**About this task:**
Should a line in the entries below contain "super", return that line.

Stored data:

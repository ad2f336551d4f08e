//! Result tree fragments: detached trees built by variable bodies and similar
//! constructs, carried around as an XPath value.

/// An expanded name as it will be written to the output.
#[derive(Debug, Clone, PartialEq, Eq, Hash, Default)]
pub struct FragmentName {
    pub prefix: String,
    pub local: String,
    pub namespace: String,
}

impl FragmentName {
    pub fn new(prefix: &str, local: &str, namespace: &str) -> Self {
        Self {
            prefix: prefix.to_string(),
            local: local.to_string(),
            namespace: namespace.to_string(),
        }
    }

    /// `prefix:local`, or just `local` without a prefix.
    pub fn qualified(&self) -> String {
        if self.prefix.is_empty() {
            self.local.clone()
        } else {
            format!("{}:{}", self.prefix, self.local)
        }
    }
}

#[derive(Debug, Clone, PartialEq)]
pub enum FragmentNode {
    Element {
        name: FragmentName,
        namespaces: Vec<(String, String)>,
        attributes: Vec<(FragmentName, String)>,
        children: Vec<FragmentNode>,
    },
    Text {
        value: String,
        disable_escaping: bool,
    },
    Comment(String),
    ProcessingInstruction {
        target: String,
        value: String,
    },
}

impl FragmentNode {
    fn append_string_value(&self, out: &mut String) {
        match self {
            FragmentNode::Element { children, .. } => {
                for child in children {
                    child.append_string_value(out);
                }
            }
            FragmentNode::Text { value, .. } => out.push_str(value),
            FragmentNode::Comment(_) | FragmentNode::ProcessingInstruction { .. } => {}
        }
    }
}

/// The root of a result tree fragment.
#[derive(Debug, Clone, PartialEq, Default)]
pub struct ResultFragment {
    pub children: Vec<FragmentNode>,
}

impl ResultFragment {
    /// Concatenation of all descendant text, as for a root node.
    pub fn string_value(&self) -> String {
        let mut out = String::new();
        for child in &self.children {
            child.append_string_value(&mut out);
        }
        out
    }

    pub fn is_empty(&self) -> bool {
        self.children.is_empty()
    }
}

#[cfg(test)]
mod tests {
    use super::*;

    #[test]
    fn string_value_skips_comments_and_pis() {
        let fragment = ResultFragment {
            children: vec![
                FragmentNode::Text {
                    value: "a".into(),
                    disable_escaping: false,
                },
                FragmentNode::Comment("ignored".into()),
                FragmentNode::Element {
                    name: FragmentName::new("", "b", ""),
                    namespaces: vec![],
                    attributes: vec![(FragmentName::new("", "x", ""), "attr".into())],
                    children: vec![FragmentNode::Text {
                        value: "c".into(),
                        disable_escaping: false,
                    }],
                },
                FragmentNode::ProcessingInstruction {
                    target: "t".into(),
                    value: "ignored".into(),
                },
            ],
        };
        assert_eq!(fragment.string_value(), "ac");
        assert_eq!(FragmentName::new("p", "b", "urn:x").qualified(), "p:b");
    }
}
---
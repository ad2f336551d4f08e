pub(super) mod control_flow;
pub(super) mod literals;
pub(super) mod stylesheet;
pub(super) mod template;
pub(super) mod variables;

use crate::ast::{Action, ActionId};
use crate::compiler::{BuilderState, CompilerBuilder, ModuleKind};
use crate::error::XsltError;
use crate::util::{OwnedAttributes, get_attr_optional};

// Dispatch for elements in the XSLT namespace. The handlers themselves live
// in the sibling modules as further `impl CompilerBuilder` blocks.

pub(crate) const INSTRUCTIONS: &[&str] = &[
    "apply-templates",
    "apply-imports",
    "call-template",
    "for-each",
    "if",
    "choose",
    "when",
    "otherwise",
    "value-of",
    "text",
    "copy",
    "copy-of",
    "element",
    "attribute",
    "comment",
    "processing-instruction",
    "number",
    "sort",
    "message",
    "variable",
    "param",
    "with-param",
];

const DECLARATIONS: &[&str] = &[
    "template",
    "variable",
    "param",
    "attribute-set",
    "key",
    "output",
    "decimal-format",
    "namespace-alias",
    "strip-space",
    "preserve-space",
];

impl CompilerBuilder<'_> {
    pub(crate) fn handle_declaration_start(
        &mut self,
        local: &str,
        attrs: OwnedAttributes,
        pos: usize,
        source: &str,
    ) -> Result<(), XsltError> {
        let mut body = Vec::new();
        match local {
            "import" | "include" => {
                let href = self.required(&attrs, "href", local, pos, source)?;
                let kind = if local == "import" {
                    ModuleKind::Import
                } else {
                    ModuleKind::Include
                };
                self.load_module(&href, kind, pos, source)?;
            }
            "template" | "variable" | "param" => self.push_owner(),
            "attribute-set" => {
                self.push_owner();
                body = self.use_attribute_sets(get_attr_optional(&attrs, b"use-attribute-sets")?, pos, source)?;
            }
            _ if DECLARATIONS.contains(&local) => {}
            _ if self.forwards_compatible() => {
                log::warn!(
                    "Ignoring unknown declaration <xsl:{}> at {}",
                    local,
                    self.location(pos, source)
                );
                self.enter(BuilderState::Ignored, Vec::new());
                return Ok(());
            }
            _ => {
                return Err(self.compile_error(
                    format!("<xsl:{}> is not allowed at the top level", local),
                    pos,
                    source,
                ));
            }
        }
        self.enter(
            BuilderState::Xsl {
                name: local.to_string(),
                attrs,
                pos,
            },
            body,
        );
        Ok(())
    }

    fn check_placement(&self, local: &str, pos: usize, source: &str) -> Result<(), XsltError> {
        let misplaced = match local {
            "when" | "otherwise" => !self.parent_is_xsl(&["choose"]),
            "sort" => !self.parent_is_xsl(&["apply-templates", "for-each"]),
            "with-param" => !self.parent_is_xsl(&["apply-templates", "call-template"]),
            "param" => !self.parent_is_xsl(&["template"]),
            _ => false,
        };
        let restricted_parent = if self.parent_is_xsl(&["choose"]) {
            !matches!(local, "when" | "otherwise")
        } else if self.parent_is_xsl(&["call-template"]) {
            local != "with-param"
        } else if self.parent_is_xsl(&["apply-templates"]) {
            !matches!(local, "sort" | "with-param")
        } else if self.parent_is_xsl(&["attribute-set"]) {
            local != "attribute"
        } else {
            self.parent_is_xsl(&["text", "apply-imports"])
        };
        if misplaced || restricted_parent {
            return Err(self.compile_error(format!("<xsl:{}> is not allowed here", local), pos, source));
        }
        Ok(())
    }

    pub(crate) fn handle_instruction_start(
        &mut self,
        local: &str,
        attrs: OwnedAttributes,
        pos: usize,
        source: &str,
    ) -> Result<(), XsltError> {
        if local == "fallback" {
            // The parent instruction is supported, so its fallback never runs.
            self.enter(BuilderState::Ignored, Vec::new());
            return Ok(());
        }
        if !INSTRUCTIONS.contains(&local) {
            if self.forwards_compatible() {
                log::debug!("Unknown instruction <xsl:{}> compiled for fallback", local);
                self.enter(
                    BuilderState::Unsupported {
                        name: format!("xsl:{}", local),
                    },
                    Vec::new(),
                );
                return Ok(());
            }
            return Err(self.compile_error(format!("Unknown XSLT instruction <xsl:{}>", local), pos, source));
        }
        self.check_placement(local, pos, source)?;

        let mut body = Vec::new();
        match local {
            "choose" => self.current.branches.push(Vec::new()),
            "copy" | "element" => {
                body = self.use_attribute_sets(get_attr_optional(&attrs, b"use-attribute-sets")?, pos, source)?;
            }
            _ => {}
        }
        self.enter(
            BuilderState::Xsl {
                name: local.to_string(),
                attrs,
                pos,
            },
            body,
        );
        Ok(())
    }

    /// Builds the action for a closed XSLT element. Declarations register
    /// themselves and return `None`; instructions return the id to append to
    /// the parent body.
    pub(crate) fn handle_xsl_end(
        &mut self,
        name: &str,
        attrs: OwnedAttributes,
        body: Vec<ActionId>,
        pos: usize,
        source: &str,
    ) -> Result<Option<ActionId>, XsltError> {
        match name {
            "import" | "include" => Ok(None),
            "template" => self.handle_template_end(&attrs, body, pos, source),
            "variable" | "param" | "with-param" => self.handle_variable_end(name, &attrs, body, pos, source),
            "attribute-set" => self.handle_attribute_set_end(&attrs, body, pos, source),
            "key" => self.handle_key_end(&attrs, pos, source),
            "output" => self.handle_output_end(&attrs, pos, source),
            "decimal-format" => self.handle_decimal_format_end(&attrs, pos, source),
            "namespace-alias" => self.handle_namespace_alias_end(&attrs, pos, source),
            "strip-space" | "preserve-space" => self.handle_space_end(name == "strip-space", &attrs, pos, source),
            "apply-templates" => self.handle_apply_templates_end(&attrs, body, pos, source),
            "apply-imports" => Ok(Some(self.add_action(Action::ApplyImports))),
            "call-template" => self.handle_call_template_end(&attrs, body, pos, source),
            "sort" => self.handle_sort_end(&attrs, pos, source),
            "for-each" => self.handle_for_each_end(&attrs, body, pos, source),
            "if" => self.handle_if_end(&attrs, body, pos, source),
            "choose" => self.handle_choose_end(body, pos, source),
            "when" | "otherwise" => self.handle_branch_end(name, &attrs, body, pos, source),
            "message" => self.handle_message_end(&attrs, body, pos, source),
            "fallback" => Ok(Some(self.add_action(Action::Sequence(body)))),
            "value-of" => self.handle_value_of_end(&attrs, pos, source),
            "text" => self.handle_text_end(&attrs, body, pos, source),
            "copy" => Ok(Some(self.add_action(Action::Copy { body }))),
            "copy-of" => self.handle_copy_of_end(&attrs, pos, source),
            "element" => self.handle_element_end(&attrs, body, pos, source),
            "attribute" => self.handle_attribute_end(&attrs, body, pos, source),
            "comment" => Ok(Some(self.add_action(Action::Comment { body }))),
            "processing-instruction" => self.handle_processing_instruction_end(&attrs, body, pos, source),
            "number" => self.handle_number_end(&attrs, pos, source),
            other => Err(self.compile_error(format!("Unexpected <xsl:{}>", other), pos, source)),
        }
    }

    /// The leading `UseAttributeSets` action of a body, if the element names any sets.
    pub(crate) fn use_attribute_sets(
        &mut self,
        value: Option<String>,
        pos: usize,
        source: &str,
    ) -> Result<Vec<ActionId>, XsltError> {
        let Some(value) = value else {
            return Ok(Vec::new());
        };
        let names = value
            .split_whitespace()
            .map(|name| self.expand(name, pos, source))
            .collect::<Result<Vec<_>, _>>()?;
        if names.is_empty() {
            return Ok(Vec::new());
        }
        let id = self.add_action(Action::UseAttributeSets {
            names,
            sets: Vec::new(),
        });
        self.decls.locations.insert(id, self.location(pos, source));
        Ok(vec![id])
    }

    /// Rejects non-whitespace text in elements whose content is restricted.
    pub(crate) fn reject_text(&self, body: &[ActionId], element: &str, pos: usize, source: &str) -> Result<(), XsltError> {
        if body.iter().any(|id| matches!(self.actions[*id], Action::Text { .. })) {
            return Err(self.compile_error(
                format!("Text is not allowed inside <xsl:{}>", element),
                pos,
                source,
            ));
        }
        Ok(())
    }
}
--
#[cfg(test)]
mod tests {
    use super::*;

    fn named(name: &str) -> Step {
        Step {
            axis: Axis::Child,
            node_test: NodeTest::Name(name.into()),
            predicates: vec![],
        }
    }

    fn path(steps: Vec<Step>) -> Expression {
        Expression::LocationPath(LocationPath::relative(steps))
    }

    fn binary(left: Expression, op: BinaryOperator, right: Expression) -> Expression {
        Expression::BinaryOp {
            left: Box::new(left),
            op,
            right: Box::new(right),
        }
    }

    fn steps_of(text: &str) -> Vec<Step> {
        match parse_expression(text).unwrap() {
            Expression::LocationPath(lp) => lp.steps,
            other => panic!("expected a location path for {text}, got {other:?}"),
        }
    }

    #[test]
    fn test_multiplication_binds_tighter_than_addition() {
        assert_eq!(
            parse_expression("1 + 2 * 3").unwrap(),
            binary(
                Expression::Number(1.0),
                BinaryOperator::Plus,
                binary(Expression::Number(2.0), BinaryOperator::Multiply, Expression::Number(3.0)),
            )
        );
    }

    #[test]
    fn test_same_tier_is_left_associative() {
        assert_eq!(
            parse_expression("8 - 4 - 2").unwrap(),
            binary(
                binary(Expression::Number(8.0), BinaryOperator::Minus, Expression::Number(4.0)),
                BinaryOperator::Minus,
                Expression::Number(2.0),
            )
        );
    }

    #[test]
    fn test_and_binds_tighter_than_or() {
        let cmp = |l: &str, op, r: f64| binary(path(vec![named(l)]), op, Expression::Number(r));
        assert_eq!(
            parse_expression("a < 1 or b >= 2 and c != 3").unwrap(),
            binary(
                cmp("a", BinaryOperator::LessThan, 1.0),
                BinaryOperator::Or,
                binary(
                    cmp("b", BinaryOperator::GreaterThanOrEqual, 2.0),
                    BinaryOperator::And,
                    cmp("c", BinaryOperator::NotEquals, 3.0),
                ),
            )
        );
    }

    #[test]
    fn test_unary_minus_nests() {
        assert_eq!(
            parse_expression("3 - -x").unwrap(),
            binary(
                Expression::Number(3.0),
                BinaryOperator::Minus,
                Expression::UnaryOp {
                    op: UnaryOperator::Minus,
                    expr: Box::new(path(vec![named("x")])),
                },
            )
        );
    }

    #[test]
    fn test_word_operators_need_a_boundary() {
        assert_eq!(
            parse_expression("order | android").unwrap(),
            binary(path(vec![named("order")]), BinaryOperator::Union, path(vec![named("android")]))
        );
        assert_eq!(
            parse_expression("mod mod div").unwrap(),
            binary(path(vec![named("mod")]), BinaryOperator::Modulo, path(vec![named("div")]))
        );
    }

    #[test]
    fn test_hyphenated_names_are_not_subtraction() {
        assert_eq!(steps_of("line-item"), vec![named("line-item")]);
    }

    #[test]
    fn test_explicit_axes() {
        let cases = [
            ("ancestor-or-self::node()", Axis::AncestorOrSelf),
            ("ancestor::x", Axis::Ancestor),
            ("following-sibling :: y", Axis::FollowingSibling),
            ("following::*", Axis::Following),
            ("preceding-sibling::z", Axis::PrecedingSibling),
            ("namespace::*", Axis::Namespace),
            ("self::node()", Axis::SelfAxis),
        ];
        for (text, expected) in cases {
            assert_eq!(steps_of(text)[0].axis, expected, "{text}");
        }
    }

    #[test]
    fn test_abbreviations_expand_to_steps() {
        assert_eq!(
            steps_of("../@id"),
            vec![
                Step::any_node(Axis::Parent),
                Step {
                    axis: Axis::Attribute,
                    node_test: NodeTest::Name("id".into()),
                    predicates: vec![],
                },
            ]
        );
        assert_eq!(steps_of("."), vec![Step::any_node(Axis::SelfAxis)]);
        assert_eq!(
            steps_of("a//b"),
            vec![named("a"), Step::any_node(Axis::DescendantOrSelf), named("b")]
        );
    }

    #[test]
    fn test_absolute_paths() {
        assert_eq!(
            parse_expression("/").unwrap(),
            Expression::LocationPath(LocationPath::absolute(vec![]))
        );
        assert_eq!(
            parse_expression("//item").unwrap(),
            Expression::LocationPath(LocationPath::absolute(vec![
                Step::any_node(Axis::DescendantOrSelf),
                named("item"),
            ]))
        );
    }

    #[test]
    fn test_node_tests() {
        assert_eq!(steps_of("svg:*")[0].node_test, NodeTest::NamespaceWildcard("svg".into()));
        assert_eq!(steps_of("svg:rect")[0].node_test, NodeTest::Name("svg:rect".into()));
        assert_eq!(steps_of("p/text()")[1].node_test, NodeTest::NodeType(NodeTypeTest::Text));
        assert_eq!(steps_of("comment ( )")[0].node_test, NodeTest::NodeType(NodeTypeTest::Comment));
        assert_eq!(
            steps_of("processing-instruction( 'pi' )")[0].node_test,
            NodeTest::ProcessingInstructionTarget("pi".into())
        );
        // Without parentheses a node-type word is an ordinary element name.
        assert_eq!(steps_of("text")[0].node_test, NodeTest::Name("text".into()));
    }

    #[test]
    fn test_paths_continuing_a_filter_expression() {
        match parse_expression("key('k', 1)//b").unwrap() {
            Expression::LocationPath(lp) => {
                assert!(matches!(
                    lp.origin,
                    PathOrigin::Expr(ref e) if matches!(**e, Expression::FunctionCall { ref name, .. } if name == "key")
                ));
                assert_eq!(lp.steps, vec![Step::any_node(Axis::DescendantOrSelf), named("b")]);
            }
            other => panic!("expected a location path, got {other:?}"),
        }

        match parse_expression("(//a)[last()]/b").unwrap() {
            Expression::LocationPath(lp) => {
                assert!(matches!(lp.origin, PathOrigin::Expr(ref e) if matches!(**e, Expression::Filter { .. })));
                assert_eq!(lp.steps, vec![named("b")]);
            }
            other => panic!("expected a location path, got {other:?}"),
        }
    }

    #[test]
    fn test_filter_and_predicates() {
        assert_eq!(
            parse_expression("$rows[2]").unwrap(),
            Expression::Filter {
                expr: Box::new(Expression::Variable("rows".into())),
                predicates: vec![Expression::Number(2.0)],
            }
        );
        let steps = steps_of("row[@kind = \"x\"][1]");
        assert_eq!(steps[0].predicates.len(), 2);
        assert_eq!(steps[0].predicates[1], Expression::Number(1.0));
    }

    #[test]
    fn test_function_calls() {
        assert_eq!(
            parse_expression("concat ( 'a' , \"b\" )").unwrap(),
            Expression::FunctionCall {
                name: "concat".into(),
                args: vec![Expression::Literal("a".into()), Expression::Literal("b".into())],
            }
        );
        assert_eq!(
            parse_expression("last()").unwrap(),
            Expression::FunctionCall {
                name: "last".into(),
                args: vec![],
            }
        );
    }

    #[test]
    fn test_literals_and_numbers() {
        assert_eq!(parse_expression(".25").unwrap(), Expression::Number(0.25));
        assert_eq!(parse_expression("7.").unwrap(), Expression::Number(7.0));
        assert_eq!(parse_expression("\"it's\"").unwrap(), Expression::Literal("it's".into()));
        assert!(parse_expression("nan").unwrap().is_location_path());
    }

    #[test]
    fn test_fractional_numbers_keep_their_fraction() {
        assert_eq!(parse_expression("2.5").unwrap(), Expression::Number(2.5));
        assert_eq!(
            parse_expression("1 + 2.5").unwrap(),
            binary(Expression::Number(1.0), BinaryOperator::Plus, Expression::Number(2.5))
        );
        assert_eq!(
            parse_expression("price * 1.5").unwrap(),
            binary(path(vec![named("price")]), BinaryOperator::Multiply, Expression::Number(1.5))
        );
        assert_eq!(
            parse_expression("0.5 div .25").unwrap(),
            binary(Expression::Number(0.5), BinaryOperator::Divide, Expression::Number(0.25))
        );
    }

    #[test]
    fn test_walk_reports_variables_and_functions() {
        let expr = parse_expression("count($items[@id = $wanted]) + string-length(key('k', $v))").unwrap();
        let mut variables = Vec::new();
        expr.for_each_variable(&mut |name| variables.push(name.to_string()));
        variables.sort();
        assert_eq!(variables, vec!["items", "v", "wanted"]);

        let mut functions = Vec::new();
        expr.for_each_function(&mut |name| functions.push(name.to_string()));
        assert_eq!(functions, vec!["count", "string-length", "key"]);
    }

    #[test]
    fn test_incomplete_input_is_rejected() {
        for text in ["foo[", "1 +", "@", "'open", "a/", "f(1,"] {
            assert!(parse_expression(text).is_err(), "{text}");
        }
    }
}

**Your solution:**
    use super::*;
pub(super) mod control_flow;
pub(super) mod literals;
pub(super) mod stylesheet;
pub(super) mod template;
pub(super) mod variables;
    use super::*;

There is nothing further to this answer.